Ángel Sanabria

Personal information
- Full name: Ángel David Sanabria Álvarez
- Date of birth: July 26, 1984 (age 41)
- Place of birth: Poptún, Guatemala
- Height: 1.71 m (5 ft 7+1⁄2 in)
- Position: defender

Team information
- Current team: Heredia

Youth career
- Poptún

Senior career*
- Years: Team / Apps / (Gls)
- 2004–2005: Cobán Imperial / 28 / (1)
- 2005–2006: Comunicaciones / 33 / (2)
- 2007: Zacapa / 14 / (2)
- 2007: Xelajú MC / 6 / (0)
- 2008: Comunicaciones
- 2008–2009: Heredia Jaguares
- 2009–2010: Jalapa
- 2010–present: Heredia Jaguares

International career^{‡}
- 2004–2006: Guatemala / 35 / (0)

= Ángel Sanabria =

Guatemalan footballer

Ángel David Sanabria Álvarez (born 26 July 1984) is a Guatemalan football defender who currently plays for Heredia Jaguares de Peten of the Guatemalan premier division.

==Club career==
Sanabria started his professional career at Cobán Imperial and has played for several Guatemalan top level sides, among them local giants Comunicaciones and Xelajú MC whom he left after only a short spell.
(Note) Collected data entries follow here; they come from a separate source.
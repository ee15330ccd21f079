use serde::Serialize;
use tracing::error;

use super::{SeriesValues, TimeSeries, Timestamp};
use crate::pack::{Pack, Packed, ResultKind};
use crate::{Number, PackError, SignalError, Unit, ValidationError};

/// A series in percent, range fixed to `[0, 100]`.
///
/// Sign changes make no sense for a share, so negation and unary plus are
/// refused. Everything else goes through [`PercentageTimeSeries::as_series`].
#[derive(Debug, Clone, PartialEq, Serialize)]
#[serde(transparent)]
pub struct PercentageTimeSeries {
    series: TimeSeries,
}

impl PercentageTimeSeries {
    pub fn new(
        name: impl Into<String>,
        values: impl Into<SeriesValues>,
        timestamps: Vec<Timestamp>,
        default_value: Option<Number>,
    ) -> Result<Self, ValidationError> {
        let series = TimeSeries::new(
            name,
            Unit::percentage(),
            values,
            timestamps,
            0,
            100,
            default_value,
        )?;
        Ok(Self { series })
    }

    pub fn as_series(&self) -> &TimeSeries {
        &self.series
    }

    pub fn into_series(self) -> TimeSeries {
        self.series
    }

    pub fn name(&self) -> &str {
        self.series.name()
    }

    pub fn values(&self) -> &[f64] {
        self.series.values()
    }

    pub fn timestamps(&self) -> &[Timestamp] {
        self.series.timestamps()
    }

    pub fn negate(&self) -> Result<TimeSeries, SignalError> {
        Err(self.refuse("unary -"))
    }

    pub fn positive(&self) -> Result<TimeSeries, SignalError> {
        Err(self.refuse("unary +"))
    }

    fn refuse(&self, op: &'static str) -> SignalError {
        error!(series = %self.name(), op, "operation is not possible for percentage series");
        SignalError::NotPossibleForPercentage {
            op,
            name: self.name().to_owned(),
        }
    }

    pub fn unpack(&mut self, packed: &Packed, timestamps: Vec<Timestamp>) -> Result<(), PackError> {
        self.series.unpack(packed, timestamps)
    }
}

impl Pack for PercentageTimeSeries {
    fn pack(&self) -> Packed {
        self.series.pack()
    }

    fn kind(&self) -> ResultKind {
        ResultKind::PercentageSeries
    }
}

impl std::ops::Neg for &PercentageTimeSeries {
    type Output = Result<TimeSeries, SignalError>;

    fn neg(self) -> Self::Output {
        self.negate()
    }
}

#[cfg(test)]
mod tests {
    use super::*;

    fn share() -> PercentageTimeSeries {
        PercentageTimeSeries::new("share", vec![12.5, 80.0, 120.0], vec![1.0, 2.0, 3.0], None)
            .expect("valid percentage series")
    }

    #[test]
    fn range_is_fixed_to_percent() {
        let share = share();
        assert_eq!(share.values(), &[12.5, 80.0]);
        assert_eq!(share.as_series().range_max(), 100.0);
        assert_eq!(share.as_series().unit().label, "%");
        assert_eq!(share.kind(), ResultKind::PercentageSeries);
    }

    #[test]
    fn sign_operators_are_refused() {
        let share = share();
        let err = (-&share).expect_err("must fail");
        assert!(matches!(err, SignalError::NotPossibleForPercentage { .. }));

        let err = share.positive().expect_err("must fail");
        assert!(matches!(err, SignalError::NotPossibleForPercentage { .. }));
    }

    #[test]
    fn numeric_view_supports_arithmetic() {
        let share = share();
        let fraction = (share.as_series() / 100.0).expect("quotient");
        assert_eq!(fraction.values(), &[0.125, 0.8]);
    }
}
fn draw_distribution(
    root: &Canvas<'_>,
    request: &ChartRequest,
    mean: f64,
    sigma: f64,
    draw_lines: bool,
    write_text: Option<f64>,
) -> Result<(), PlotError> {
    let Some(series) = request.series.iter().find(|series| !series.points.is_empty()) else {
        return Ok(());
    };

    let centers = extent(series.points.iter().map(|(x, _)| *x));
    let width = (centers.max - centers.min) / series.points.len() as f64;
    let width = if width > 0.0 { width } else { 1.0 };
    let x = widen(Extent {
        min: centers.min - width / 2.0,
        max: centers.max + width / 2.0,
    });
    let peak = series
        .points
        .iter()
        .map(|(_, y)| *y)
        .fold(0.0_f64, f64::max);
    let y = widen(Extent { min: 0.0, max: peak });

    let mut chart = ChartBuilder::on(root)
        .margin(MARGIN)
        .caption(&request.title, ("sans-serif", CAPTION_SIZE))
        .x_label_area_size(X_LABEL_AREA)
        .y_label_area_size(Y_LABEL_AREA)
        .build_cartesian_2d(x.min..x.max, y.min..y.max)
        .map_err(backend_error)?;
    chart
        .configure_mesh()
        .disable_mesh()
        .x_desc(&request.x_label)
        .y_desc(&request.y_label)
        .draw()
        .map_err(backend_error)?;

    let color = PALETTE[0];
    let half = width * 0.45;
    chart
        .draw_series(series.points.iter().map(|(at, count)| {
            Rectangle::new(
                [(at - half, 0.0), (at + half, count.max(0.0))],
                color.mix(0.7).filled(),
            )
        }))
        .map_err(backend_error)?
        .label(series.label.as_str())
        .legend(legend_swatch(color));

    if draw_lines && sigma > 0.0 {
        let curve = (0..=64).map(|step| {
            let at = x.min + (x.max - x.min) * f64::from(step) / 64.0;
            let density = (-0.5 * ((at - mean) / sigma).powi(2)).exp();
            (at, density * peak)
        });
        let fit = PALETTE[3];
        chart
            .draw_series(LineSeries::new(curve, fit.stroke_width(2)))
            .map_err(backend_error)?
            .label("normal")
            .legend(legend_swatch(fit));
    }

    if let Some(font_size) = write_text {
        chart
            .draw_series(std::iter::once(Text::new(
                format!("mean={mean:.3} sigma={sigma:.3}"),
                (x.min, y.max),
                ("sans-serif", font_size),
            )))
            .map_err(backend_error)?;
    }

    if request.legend {
        chart
            .configure_series_labels()
            .background_style(&WHITE.mix(0.8))
            .border_style(&BLACK)
            .draw()
            .map_err(backend_error)?;
    }
    Ok(())
}

fn draw_box(root: &Canvas<'_>, request: &ChartRequest, stats: &BoxStats) -> Result<(), PlotError> {
    let low = stats
        .outliers
        .iter()
        .copied()
        .fold(stats.whisker_low, f64::min);
    let high = stats
        .outliers
        .iter()
        .copied()
        .fold(stats.whisker_high, f64::max);
    let y = widen(request.y_extent.unwrap_or(Extent { min: low, max: high }));

    let mut chart = ChartBuilder::on(root)
        .margin(MARGIN)
        .caption(&request.title, ("sans-serif", CAPTION_SIZE))
        .x_label_area_size(X_LABEL_AREA)
        .y_label_area_size(Y_LABEL_AREA)
        .build_cartesian_2d(0.0..1.0, y.min..y.max)
        .map_err(backend_error)?;
    chart
        .configure_mesh()
        .disable_mesh()
        .disable_x_axis()
        .x_desc(&request.x_label)
        .y_desc(&request.y_label)
        .draw()
        .map_err(backend_error)?;

    let body = [(0.25, stats.q3), (0.75, stats.q1)];
    chart
        .draw_series([
            Rectangle::new(body, PALETTE[0].mix(0.4).filled()),
            Rectangle::new(body, BLACK.stroke_width(1)),
        ])
        .map_err(backend_error)?;

    let segments = vec![
        vec![(0.5, stats.q3), (0.5, stats.whisker_high)],
        vec![(0.5, stats.q1), (0.5, stats.whisker_low)],
        vec![(0.4, stats.whisker_high), (0.6, stats.whisker_high)],
        vec![(0.4, stats.whisker_low), (0.6, stats.whisker_low)],
    ];
    chart
        .draw_series(
            segments
                .into_iter()
                .map(|segment| PathElement::new(segment, BLACK.stroke_width(1))),
        )
        .map_err(backend_error)?;
    chart
        .draw_series(std::iter::once(PathElement::new(
            vec![(0.25, stats.median), (0.75, stats.median)],
            PALETTE[3].stroke_width(2),
        )))
        .map_err(backend_error)?;
    chart
        .draw_series(
            stats
                .outliers
                .iter()
                .map(|outlier| Cross::new((0.5, *outlier), 4, BLACK.stroke_width(1))),
        )
        .map_err(backend_error)?;
    Ok(())
}

fn extent(values: impl Iterator<Item = f64>) -> Extent {
    values
        .filter(|value| value.is_finite())
        .fold(None, |acc: Option<Extent>, value| {
            Some(match acc {
                Some(extent) => Extent {
                    min: extent.min.min(value),
                    max: extent.max.max(value),
                },
                None => Extent {
                    min: value,
                    max: value,
                },
            })
        })
        .unwrap_or(Extent { min: 0.0, max: 1.0 })
}

/// Guarantees a non-degenerate, finite extent.
fn widen(extent: Extent) -> Extent {
    let (min, max) = if extent.min.is_finite() && extent.max.is_finite() {
        (extent.min, extent.max)
    } else {
        (0.0, 1.0)
    };
    if max > min {
        Extent { min, max }
    } else {
        let pad = (min.abs() * 0.05).max(0.5);
        Extent {
            min: min - pad,
            max: max + pad,
        }
    }
}

#[cfg(test)]
mod tests {
    use super::*;

    fn line_request() -> ChartRequest {
        ChartRequest::new("speed", ChartKind::Line, &PlotOptions::default())
            .with_labels("time [s]", "[m/s]")
            .with_series(vec![ChartSeries::new(
                "speed",
                vec![(0.0, 1.0), (1.0, 2.0), (2.0, 1.5)],
            )])
    }

    fn svg_text(request: &ChartRequest) -> String {
        let chart = SvgChartRenderer.render(request).expect("render");
        assert_eq!(chart.format, ChartFormat::Svg);
        String::from_utf8(chart.bytes).expect("utf8")
    }

    #[test]
    fn svg_renderer_draws_line_series() {
        let text = svg_text(&line_request());

        assert!(text.contains("<svg"));
        assert!(text.trim_end().ends_with("</svg>"));
        assert!(text.contains("<polyline"));
        assert!(text.contains("time [s]"));
    }

    #[test]
    fn svg_renderer_rejects_empty_charts() {
        let request = ChartRequest::new("empty", ChartKind::Line, &PlotOptions::default());
        let err = SvgChartRenderer.render(&request).expect_err("must fail");
        assert!(matches!(err, PlotError::EmptyChart(_)));
    }

    #[test]
    fn svg_renderer_draws_every_chart_kind() {
        let options = PlotOptions::default();
        let counts = vec![ChartSeries::from_values("count", &[3.0, 5.0, 2.0])];
        let categories = vec!["low".to_owned(), "mid".to_owned(), "high".to_owned()];
        let kinds = [
            ChartKind::Scatter,
            ChartKind::Bar {
                orientation: BarOrientation::Horizontal,
                relative_bar_size: 0.8,
                label_rotation: Some(90.0),
                label_size: Some(9.0),
            },
            ChartKind::GroupedBar,
            ChartKind::Pie {
                legend: true,
                labels_fontsize: None,
                legend_fontsize: Some(10.0),
            },
            ChartKind::Distribution {
                mean: 1.0,
                sigma: 0.5,
                draw_lines: true,
                write_text: Some(10.0),
            },
            ChartKind::Box(BoxStats::from_values(&[1.0, 2.0, 3.0, 4.0, 100.0], 1.5).expect("stats")),
        ];

        for kind in kinds {
            let request = ChartRequest::new("counts", kind, &options)
                .with_series(counts.clone())
                .with_categories(categories.clone());
            let text = svg_text(&request);
            assert!(text.contains("<svg"), "{:?}", request.kind);
            assert!(text.contains("counts"), "{:?}", request.kind);
        }
    }

    #[test]
    fn pie_legend_lists_categories() {
        let request = ChartRequest::new(
            "share",
            ChartKind::Pie {
                legend: true,
                labels_fontsize: None,
                legend_fontsize: None,
            },
            &PlotOptions::default(),
        )
        .with_series(vec![ChartSeries::from_values("share", &[1.0, 3.0])])
        .with_categories(vec!["idle".to_owned(), "moving".to_owned()]);

        let text = svg_text(&request);
        assert!(text.contains("idle"));
        assert!(text.contains("moving"));
    }

    #[test]
    fn json_renderer_round_trips_request() {
        let request = line_request();
        let chart = JsonChartRenderer::default().render(&request).expect("render");
        let parsed: ChartRequest = serde_json::from_slice(&chart.bytes).expect("parse");
        assert_eq!(parsed, request);
    }

    #[test]
    fn box_stats_use_interpolated_quartiles() {
        let stats = BoxStats::from_values(&[1.0, 2.0, 3.0, 4.0, 100.0], 1.5).expect("stats");
        assert_eq!(stats.median, 3.0);
        assert_eq!(stats.q1, 2.0);
        assert_eq!(stats.q3, 4.0);
        assert_eq!(stats.whisker_high, 4.0);
        assert_eq!(stats.outliers, vec![100.0]);
        assert!(BoxStats::from_values(&[f64::NAN], 1.5).is_none());
    }

    #[test]
    fn escapes_markup_in_labels() {
        let text = svg_text(&line_request().with_title("a < b & c"));
        assert!(!text.contains("a < b"));
        assert!(text.contains("&lt;"));
    }

    #[test]
    fn quarter_turn_snaps_label_rotation() {
        assert!(matches!(quarter_turn(0.0), FontTransform::None));
        assert!(matches!(quarter_turn(80.0), FontTransform::Rotate90));
        assert!(matches!(quarter_turn(-90.0), FontTransform::Rotate270));
        assert!(matches!(quarter_turn(359.0), FontTransform::None));
    }
}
He joined Heredia in 2008 to be closer to his family and moved to then champions Jalapa in July 2009.

==International career==
He made his debut for Guatemala in a July 2004 friendly match against El Salvador and has earned a total of 35 caps, scoring no goals. He has represented his country in 12 FIFA World Cup qualification matches and played at the 2005 UNCAF Nations Cup and the 2005 CONCACAF Gold Cup

His most recent international was an October 2006 friendly match against Honduras.